## Exercise aim
Could you return every record below exactly as it is written?
BEGIN
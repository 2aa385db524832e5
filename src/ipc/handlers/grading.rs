use crate::answer;
use crate::ipc::helpers::{
    db_query_err, db_write_err, dispatch, get_required_str, require_role, HandlerErr,
};
use crate::ipc::types::{AppState, Request};
use rusqlite::{Connection, OptionalExtension};
use serde_json::json;
use uuid::Uuid;

struct QuestionRow {
    correct_answer: Option<String>,
    premium: bool,
    max_attempts: i64,
}

struct StudentRow {
    plan: String,
    active: bool,
}

fn load_question(conn: &Connection, question_id: &str) -> Result<QuestionRow, HandlerErr> {
    conn.query_row(
        "SELECT correct_answer, premium, max_attempts FROM questions WHERE id = ?",
        [question_id],
        |r| {
            Ok(QuestionRow {
                correct_answer: r.get(0)?,
                premium: r.get::<_, i64>(1)? != 0,
                max_attempts: r.get(2)?,
            })
        },
    )
    .optional()
    .map_err(db_query_err)?
    .ok_or_else(|| HandlerErr::not_found("question not found"))
}

fn load_student(conn: &Connection, student_id: &str) -> Result<StudentRow, HandlerErr> {
    conn.query_row(
        "SELECT plan, active FROM students WHERE id = ?",
        [student_id],
        |r| {
            Ok(StudentRow {
                plan: r.get(0)?,
                active: r.get::<_, i64>(1)? != 0,
            })
        },
    )
    .optional()
    .map_err(db_query_err)?
    .ok_or_else(|| HandlerErr::not_found("student not found"))
}

/// Grades one submission. Policy checks (premium gating, attempt limits)
/// live here; equivalence itself is the pure `answer` module.
fn answers_submit(conn: &Connection, params: &serde_json::Value) -> Result<serde_json::Value, HandlerErr> {
    require_role(params, &["admin", "teacher", "student"])?;
    let question_id = get_required_str(params, "questionId")?;
    let student_id = get_required_str(params, "studentId")?;
    let selected = get_required_str(params, "selected")?;

    let question = load_question(conn, &question_id)?;
    let student = load_student(conn, &student_id)?;
    if !student.active {
        return Err(HandlerErr::new("forbidden", "student is not active"));
    }
    if question.premium && student.plan != "premium" {
        return Err(HandlerErr::new(
            "premium_required",
            "question requires a premium plan",
        ));
    }

    // Attempt counting and the insert share one transaction so two racing
    // submits cannot both claim the same attempt_no.
    let tx = conn
        .unchecked_transaction()
        .map_err(|e| HandlerErr::new("db_tx_failed", e.to_string()))?;

    let attempts_so_far: i64 = tx
        .query_row(
            "SELECT COUNT(*) FROM answer_attempts WHERE question_id = ? AND student_id = ?",
            (&question_id, &student_id),
            |r| r.get(0),
        )
        .map_err(db_query_err)?;
    if attempts_so_far >= question.max_attempts {
        return Err(HandlerErr {
            code: "attempt_limit_reached",
            message: format!("all {} attempts used", question.max_attempts),
            details: Some(json!({ "maxAttempts": question.max_attempts })),
        });
    }

    let correct =
        answer::is_input_answer_correct(&selected, question.correct_answer.as_deref());
    let attempt_no = attempts_so_far + 1;
    let attempt_id = Uuid::new_v4().to_string();
    let now = chrono::Utc::now().to_rfc3339();
    tx.execute(
        "INSERT INTO answer_attempts(id, question_id, student_id, attempt_no, selected, correct, created_at)
         VALUES(?, ?, ?, ?, ?, ?, ?)",
        (
            &attempt_id,
            &question_id,
            &student_id,
            attempt_no,
            &selected,
            correct as i64,
            &now,
        ),
    )
    .map_err(|e| db_write_err(e, "answer_attempts"))?;
    tx.commit()
        .map_err(|e| HandlerErr::new("db_commit_failed", e.to_string()))?;

    Ok(json!({
        "correct": correct,
        "attemptNo": attempt_no,
        "attemptsRemaining": question.max_attempts - attempt_no
    }))
}

fn answers_history(conn: &Connection, params: &serde_json::Value) -> Result<serde_json::Value, HandlerErr> {
    require_role(params, &["admin", "teacher", "student"])?;
    let question_id = get_required_str(params, "questionId")?;
    let student_id = get_required_str(params, "studentId")?;

    let mut stmt = conn
        .prepare(
            "SELECT attempt_no, selected, correct, created_at
             FROM answer_attempts
             WHERE question_id = ? AND student_id = ?
             ORDER BY attempt_no",
        )
        .map_err(db_query_err)?;
    let attempts = stmt
        .query_map((&question_id, &student_id), |r| {
            Ok(json!({
                "attemptNo": r.get::<_, i64>(0)?,
                "selected": r.get::<_, String>(1)?,
                "correct": r.get::<_, i64>(2)? != 0,
                "createdAt": r.get::<_, String>(3)?
            }))
        })
        .and_then(|it| it.collect::<Result<Vec<_>, _>>())
        .map_err(db_query_err)?;

    Ok(json!({ "attempts": attempts }))
}

pub fn try_handle(state: &mut AppState, req: &Request) -> Option<serde_json::Value> {
    match req.method.as_str() {
        "answers.submit" => Some(dispatch(state, req, answers_submit)),
        "answers.history" => Some(dispatch(state, req, answers_history)),
        _ => None,
    }
}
END
## Result below
repository 2aa385db524832e5
filename src/ipc/handlers/grading.rs
use crate::answer;
use crate::ipc::helpers::{
    db_query_err, db_write_err, dispatch, get_required_str, require_role, HandlerErr,
};
use crate::ipc::types::{AppState, Request};
use rusqlite::{Connection, OptionalExtension};
use serde_json::json;
use uuid::Uuid;

struct QuestionRow {
    correct_answer: Option<String>,
    premium: bool,
    max_attempts: i64,
}

struct StudentRow {
    plan: String,
    active: bool,
}

fn load_question(conn: &Connection, question_id: &str) -> Result<QuestionRow, HandlerErr> {
    conn.query_row(
        "SELECT correct_answer, premium, max_attempts FROM questions WHERE id = ?",
        [question_id],
        |r| {
            Ok(QuestionRow {
                correct_answer: r.get(0)?,
                premium: r.get::<_, i64>(1)? != 0,
                max_attempts: r.get(2)?,
            })
        },
    )
    .optional()
    .map_err(db_query_err)?
    .ok_or_else(|| HandlerErr::not_found("question not found"))
}

fn load_student(conn: &Connection, student_id: &str) -> Result<StudentRow, HandlerErr> {
    conn.query_row(
        "SELECT plan, active FROM students WHERE id = ?",
        [student_id],
        |r| {
            Ok(StudentRow {
                plan: r.get(0)?,
                active: r.get::<_, i64>(1)? != 0,
            })
        },
    )
    .optional()
    .map_err(db_query_err)?
    .ok_or_else(|| HandlerErr::not_found("student not found"))
}

/// Grades one submission. Policy checks (premium gating, attempt limits)
/// live here; equivalence itself is the pure `answer` module.
fn answers_submit(conn: &Connection, params: &serde_json::Value) -> Result<serde_json::Value, HandlerErr> {
    require_role(params, &["admin", "teacher", "student"])?;
    let question_id = get_required_str(params, "questionId")?;
    let student_id = get_required_str(params, "studentId")?;
    let selected = get_required_str(params, "selected")?;

    let question = load_question(conn, &question_id)?;
    let student = load_student(conn, &student_id)?;
    if !student.active {
        return Err(HandlerErr::new("forbidden", "student is not active"));
    }
    if question.premium && student.plan != "premium" {
        return Err(HandlerErr::new(
            "premium_required",
            "question requires a premium plan",
        ));
    }

    // Attempt counting and the insert share one transaction so two racing
    // submits cannot both claim the same attempt_no.
    let tx = conn
        .unchecked_transaction()
        .map_err(|e| HandlerErr::new("db_tx_failed", e.to_string()))?;

    let attempts_so_far: i64 = tx
        .query_row(
            "SELECT COUNT(*) FROM answer_attempts WHERE question_id = ? AND student_id = ?",
            (&question_id, &student_id),
            |r| r.get(0),
        )
        .map_err(db_query_err)?;
    if attempts_so_far >= question.max_attempts {
        return Err(HandlerErr {
            code: "attempt_limit_reached",
            message: format!("all {} attempts used", question.max_attempts),
            details: Some(json!({ "maxAttempts": question.max_attempts })),
        });
    }

    let correct =
        answer::is_input_answer_correct(&selected, question.correct_answer.as_deref());
    let attempt_no = attempts_so_far + 1;
    let attempt_id = Uuid::new_v4().to_string();
    let now = chrono::Utc::now().to_rfc3339();
    tx.execute(
        "INSERT INTO answer_attempts(id, question_id, student_id, attempt_no, selected, correct, created_at)
         VALUES(?, ?, ?, ?, ?, ?, ?)",
        (
            &attempt_id,
            &question_id,
            &student_id,
            attempt_no,
            &selected,
            correct as i64,
            &now,
        ),
    )
    .map_err(|e| db_write_err(e, "answer_attempts"))?;
    tx.commit()
        .map_err(|e| HandlerErr::new("db_commit_failed", e.to_string()))?;

    Ok(json!({
        "correct": correct,
        "attemptNo": attempt_no,
        "attemptsRemaining": question.max_attempts - attempt_no
    }))
}

fn answers_history(conn: &Connection, params: &serde_json::Value) -> Result<serde_json::Value, HandlerErr> {
    require_role(params, &["admin", "teacher", "student"])?;
    let question_id = get_required_str(params, "questionId")?;
    let student_id = get_required_str(params, "studentId")?;

    let mut stmt = conn
        .prepare(
            "SELECT attempt_no, selected, correct, created_at
             FROM answer_attempts
             WHERE question_id = ? AND student_id = ?
             ORDER BY attempt_no",
        )
        .map_err(db_query_err)?;
    let attempts = stmt
        .query_map((&question_id, &student_id), |r| {
            Ok(json!({
                "attemptNo": r.get::<_, i64>(0)?,
                "selected": r.get::<_, String>(1)?,
                "correct": r.get::<_, i64>(2)? != 0,
                "createdAt": r.get::<_, String>(3)?
            }))
        })
        .and_then(|it| it.collect::<Result<Vec<_>, _>>())
        .map_err(db_query_err)?;

    Ok(json!({ "attempts": attempts }))
}

pub fn try_handle(state: &mut AppState, req: &Request) -> Option<serde_json::Value> {
    match req.method.as_str() {
        "answers.submit" => Some(dispatch(state, req, answers_submit)),
        "answers.history" => Some(dispatch(state, req, answers_history)),
        _ => None,
    }
}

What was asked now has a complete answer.